= De Donder–Weyl theory =

In mathematical physics, the De Donder–Weyl theory is a generalization of the Hamiltonian formalism in the calculus of variations and classical field theory over spacetime which treats the space and time coordinates on equal footing. In this framework, the Hamiltonian formalism in mechanics is generalized to field theory in the way that a field is represented as a system that varies both in space and in time. This generalization is different from the canonical Hamiltonian formalism in field theory which treats space and time variables differently and describes classical fields as infinite-dimensional systems evolving in time.

| De Donder–Weyl equations: |
| $\partial p^{i}_a / \partial x^{i} = -\partial H / \partial y^{a}$ |
| $\partial y^{a} / \partial x^{i} = \partial H / \partial p^{i}_a$ |

== De Donder–Weyl formulation of field theory ==
The De Donder–Weyl theory is based on a change of variables known as Legendre transformation. Let x^{i} be spacetime coordinates, for i = 1 to n (with n = 4 representing 3 + 1 dimensions of space and time), and y^{a} field variables, for a = 1 to m, and L the Lagrangian density
$L = L(y^{a},\partial_i y^{a},x^{i})$
With the polymomenta p^{i}_{a} defined as
$p^{i}_a = \partial L / \partial (\partial_i y^{a})$
and the De Donder–Weyl Hamiltonian function H defined as
$H = p^{i}_a \partial_i y^{a} - L$
the De Donder–Weyl equations are:
$\partial p^{i}_a / \partial x^{i} = -\partial H / \partial y^{a} \, , \, \partial y^{a} / \partial x^{i} = \partial H / \partial p^{i}_a$

This De Donder-Weyl Hamiltonian form of field equations is covariant and it is equivalent to the Euler-Lagrange equations when the Legendre transformation to the variables p^{i}_{a} and H is not singular. The theory is a formulation of a covariant Hamiltonian field theory which is different from the canonical Hamiltonian formalism and for n = 1 it reduces to Hamiltonian mechanics (see also action principle in the calculus of variations).

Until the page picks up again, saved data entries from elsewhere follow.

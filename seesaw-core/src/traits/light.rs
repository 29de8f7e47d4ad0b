//! Addressable light trait

use core::ops::Range;

use crate::color::Color;

/// Strip of individually addressable LEDs
///
/// Writes only touch the local buffer; [`show`](Self::show) pushes the
/// latest buffer contents to the LEDs.
pub trait AddressableLight {
    /// Error returned when flushing fails
    type Error;

    /// Number of LEDs
    fn size(&self) -> usize;

    /// Set one LED
    ///
    /// Out-of-range indices are ignored.
    fn set_pixel(&mut self, index: usize, color: Color);

    /// Read back one LED from the local buffer
    fn pixel(&self, index: usize) -> Option<Color>;

    /// Flush the buffer to the LEDs if it changed since the last flush
    fn show(&mut self) -> Result<(), Self::Error>;

    /// Set every LED in `range`, clipped to the strip
    fn set_range(&mut self, range: Range<usize>, color: Color) {
        let end = range.end.min(self.size());
        for index in range.start..end {
            self.set_pixel(index, color);
        }
    }

    /// Set every LED
    fn fill(&mut self, color: Color) {
        self.set_range(0..self.size(), color);
    }

    /// Turn every LED off
    fn clear(&mut self) {
        self.fill(Color::OFF);
    }
}

#[cfg(test)]
mod tests {
    use super::*;

    /// In-memory strip counting flushes
    struct MemoryStrip {
        pixels: [Color; 4],
        shows: usize,
    }

    impl AddressableLight for MemoryStrip {
        type Error = ();

        fn size(&self) -> usize {
            self.pixels.len()
        }

        fn set_pixel(&mut self, index: usize, color: Color) {
            if let Some(p) = self.pixels.get_mut(index) {
                *p = color;
            }
        }

        fn pixel(&self, index: usize) -> Option<Color> {
            self.pixels.get(index).copied()
        }

        fn show(&mut self) -> Result<(), ()> {
            self.shows += 1;
            Ok(())
        }
    }

    #[test]
    fn test_set_range_clips() {
        let mut strip = MemoryStrip {
            pixels: [Color::OFF; 4],
            shows: 0,
        };

        strip.set_range(2..10, Color::rgb(1, 2, 3));
        assert_eq!(strip.pixel(1), Some(Color::OFF));
        assert_eq!(strip.pixel(2), Some(Color::rgb(1, 2, 3)));
        assert_eq!(strip.pixel(3), Some(Color::rgb(1, 2, 3)));
        assert_eq!(strip.pixel(4), None);
    }

    #[test]
    fn test_fill_and_clear() {
        let mut strip = MemoryStrip {
            pixels: [Color::OFF; 4],
            shows: 0,
        };

        strip.fill(Color::rgb(9, 9, 9));
        assert!(strip.pixels.iter().all(|p| *p == Color::rgb(9, 9, 9)));

        strip.clear();
        assert!(strip.pixels.iter().all(|p| p.is_off()));

        strip.show().unwrap();
        assert_eq!(strip.shows, 1);
    }
}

Hermann Weyl in 1935 has developed the Hamilton-Jacobi theory for the De Donder–Weyl theory.

Similarly to the Hamiltonian formalism in mechanics formulated using the symplectic geometry of phase space
the De Donder-Weyl theory can be formulated using the multisymplectic geometry or polysymplectic geometry and the geometry
of jet bundles.

A generalization of the Poisson brackets to the De Donder–Weyl theory
and the representation of De Donder–Weyl equations in terms of generalized Poisson brackets satisfying the Gerstenhaber algebra
was found by Kanatchikov in 1993.

== History ==
The formalism, now known as De Donder–Weyl (DW) theory, was developed by Théophile De Donder and Hermann Weyl. Hermann Weyl made his proposal in 1934 being inspired by the work of Constantin Carathéodory, which in turn was founded on the work of Vito Volterra. The work of De Donder on the other hand started from the theory of integral invariants of Élie Cartan. The De Donder–Weyl theory has been a part of the calculus of variations since the 1930s and initially it found very few applications in physics. Recently it was applied in theoretical physics in the context of quantum field theory and quantum gravity.

In 1970, Jedrzej Śniatycki, the author of Geometric quantization and quantum mechanics, developed an invariant geometrical formulation of jet bundles, building on the work of De Donder and Weyl. In 1999 Igor Kanatchikov has shown that the De Donder–Weyl covariant Hamiltonian field equations can be formulated in terms of Duffin–Kemmer–Petiau matrices.